use crate::config::constants::MIN_LAYOUT_PLOTS;
use crate::config::fee_tables::FeeTables;
use crate::domain::model::{LayoutQuote, Schedule};
use crate::utils::error::{Result, SurveyError};
use crate::utils::validation::parse_plot_count;

/// Plot-count-banded fee lookup for multi-plot layout applications.
pub struct LayoutFeeEngine<'a> {
    tables: &'a FeeTables,
}

impl<'a> LayoutFeeEngine<'a> {
    pub fn new(tables: &'a FeeTables) -> Self {
        Self { tables }
    }

    /// Endpoint-shaped entry over string parameters.
    pub fn quote(&self, plots: &str, schedule: &str) -> Result<LayoutQuote> {
        let plots = parse_plot_count(plots, MIN_LAYOUT_PLOTS)?;
        let schedule = Schedule::parse(schedule)?;
        self.quote_plots(plots, schedule)
    }

    pub fn quote_plots(&self, plots: u32, schedule: Schedule) -> Result<LayoutQuote> {
        if plots < MIN_LAYOUT_PLOTS {
            return Err(SurveyError::InvalidPlotCount {
                value: plots.to_string(),
                minimum: MIN_LAYOUT_PLOTS,
            });
        }

        let tiers = self.tables.layout_tiers();
        if tiers.is_empty() {
            return Err(SurveyError::NoPricingData);
        }

        let matched = match tiers.iter().find(|t| t.contains(plots)) {
            Some(tier) => tier,
            None => {
                // Every bounded bracket exhausted; report the top bracket's
                // floor so the caller can say what is actually available.
                let top_min = tiers.last().map(|t| t.min_plots).unwrap_or(0);
                return Err(SurveyError::PlotCountExceedsMaximum {
                    plots,
                    maximum_available_plots: top_min,
                });
            }
        };

        let unit_price =
            matched
                .price_for(schedule)
                .ok_or(SurveyError::SchedulePriceNotFound {
                    schedule,
                    min_plots: matched.min_plots,
                })?;

        Ok(LayoutQuote {
            plots,
            schedule,
            unit_price,
            mandatory_deposit: matched.mandatory_deposit,
            min_plots: matched.min_plots,
            max_plots: matched.max_plots,
        })
    }
}
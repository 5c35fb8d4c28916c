use crate::domain::model::{BillingPeriod, GeoPolygon, PillarClass, UserQuota, ZoneMatch};
use crate::utils::error::Result;
use async_trait::async_trait;

/// Spatial zoning collaborator: polygon containment/intersection query
/// against the zoning dataset. Rows come back in the collaborator's order;
/// the classifier takes the first.
#[async_trait]
pub trait ZoneLookup: Send + Sync {
    async fn zones_containing(&self, polygon: &GeoPolygon) -> Result<Vec<ZoneMatch>>;
}

#[async_trait]
impl ZoneLookup for Box<dyn ZoneLookup> {
    async fn zones_containing(&self, polygon: &GeoPolygon) -> Result<Vec<ZoneMatch>> {
        (**self).zones_containing(polygon).await
    }
}

/// Reverse-geocoding collaborator. Context enrichment only; callers must
/// treat failure as non-fatal.
#[async_trait]
pub trait ReverseGeocoder: Send + Sync {
    async fn locate(&self, latitude: f64, longitude: f64) -> Result<Option<String>>;
}

/// Storage for per-submitter, per-period pillar counters. Implementations
/// must make the read-modify-write atomic; two concurrent applications by
/// the same submitter may not lose an increment.
pub trait QuotaStore: Send + Sync {
    fn record_application(
        &self,
        user_id: &str,
        period: BillingPeriod,
        class: PillarClass,
        quota_limit: u32,
    ) -> Result<UserQuota>;

    fn get(&self, user_id: &str, period: BillingPeriod) -> Result<Option<UserQuota>>;
}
┄┄┄┄┄┄┄┄┄┄
| WORK INSTRUCTIONS |
All of the lines above must be returned exactly.

| YOUR RESPONSE |
use crate::config::constants::MIN_LAYOUT_PLOTS;
use crate::config::fee_tables::FeeTables;
use crate::domain::model::{LayoutQuote, Schedule};
use crate::utils::error::{Result, SurveyError};
use crate::utils::validation::parse_plot_count;

/// Plot-count-banded fee lookup for multi-plot layout applications.
pub struct LayoutFeeEngine<'a> {
    tables: &'a FeeTables,
}

impl<'a> LayoutFeeEngine<'a> {
    pub fn new(tables: &'a FeeTables) -> Self {
        Self { tables }
    }

    /// Endpoint-shaped entry over string parameters.
    pub fn quote(&self, plots: &str, schedule: &str) -> Result<LayoutQuote> {
        let plots = parse_plot_count(plots, MIN_LAYOUT_PLOTS)?;
        let schedule = Schedule::parse(schedule)?;
        self.quote_plots(plots, schedule)
    }

    pub fn quote_plots(&self, plots: u32, schedule: Schedule) -> Result<LayoutQuote> {
        if plots < MIN_LAYOUT_PLOTS {
            return Err(SurveyError::InvalidPlotCount {
                value: plots.to_string(),
                minimum: MIN_LAYOUT_PLOTS,
            });
        }

        let tiers = self.tables.layout_tiers();
        if tiers.is_empty() {
            return Err(SurveyError::NoPricingData);
        }

        let matched = match tiers.iter().find(|t| t.contains(plots)) {
            Some(tier) => tier,
            None => {
                // Every bounded bracket exhausted; report the top bracket's
                // floor so the caller can say what is actually available.
                let top_min = tiers.last().map(|t| t.min_plots).unwrap_or(0);
                return Err(SurveyError::PlotCountExceedsMaximum {
                    plots,
                    maximum_available_plots: top_min,
                });
            }
        };

        let unit_price =
            matched
                .price_for(schedule)
                .ok_or(SurveyError::SchedulePriceNotFound {
                    schedule,
                    min_plots: matched.min_plots,
                })?;

        Ok(LayoutQuote {
            plots,
            schedule,
            unit_price,
            mandatory_deposit: matched.mandatory_deposit,
            min_plots: matched.min_plots,
            max_plots: matched.max_plots,
        })
    }
}
repository 5c35fb8d4c28916c
use crate::domain::model::{BillingPeriod, GeoPolygon, PillarClass, UserQuota, ZoneMatch};
use crate::utils::error::Result;
use async_trait::async_trait;

/// Spatial zoning collaborator: polygon containment/intersection query
/// against the zoning dataset. Rows come back in the collaborator's order;
/// the classifier takes the first.
#[async_trait]
pub trait ZoneLookup: Send + Sync {
    async fn zones_containing(&self, polygon: &GeoPolygon) -> Result<Vec<ZoneMatch>>;
}

#[async_trait]
impl ZoneLookup for Box<dyn ZoneLookup> {
    async fn zones_containing(&self, polygon: &GeoPolygon) -> Result<Vec<ZoneMatch>> {
        (**self).zones_containing(polygon).await
    }
}

/// Reverse-geocoding collaborator. Context enrichment only; callers must
/// treat failure as non-fatal.
#[async_trait]
pub trait ReverseGeocoder: Send + Sync {
    async fn locate(&self, latitude: f64, longitude: f64) -> Result<Option<String>>;
}

/// Storage for per-submitter, per-period pillar counters. Implementations
/// must make the read-modify-write atomic; two concurrent applications by
/// the same submitter may not lose an increment.
pub trait QuotaStore: Send + Sync {
    fn record_application(
        &self,
        user_id: &str,
        period: BillingPeriod,
        class: PillarClass,
        quota_limit: u32,
    ) -> Result<UserQuota>;

    fn get(&self, user_id: &str, period: BillingPeriod) -> Result<Option<UserQuota>>;
}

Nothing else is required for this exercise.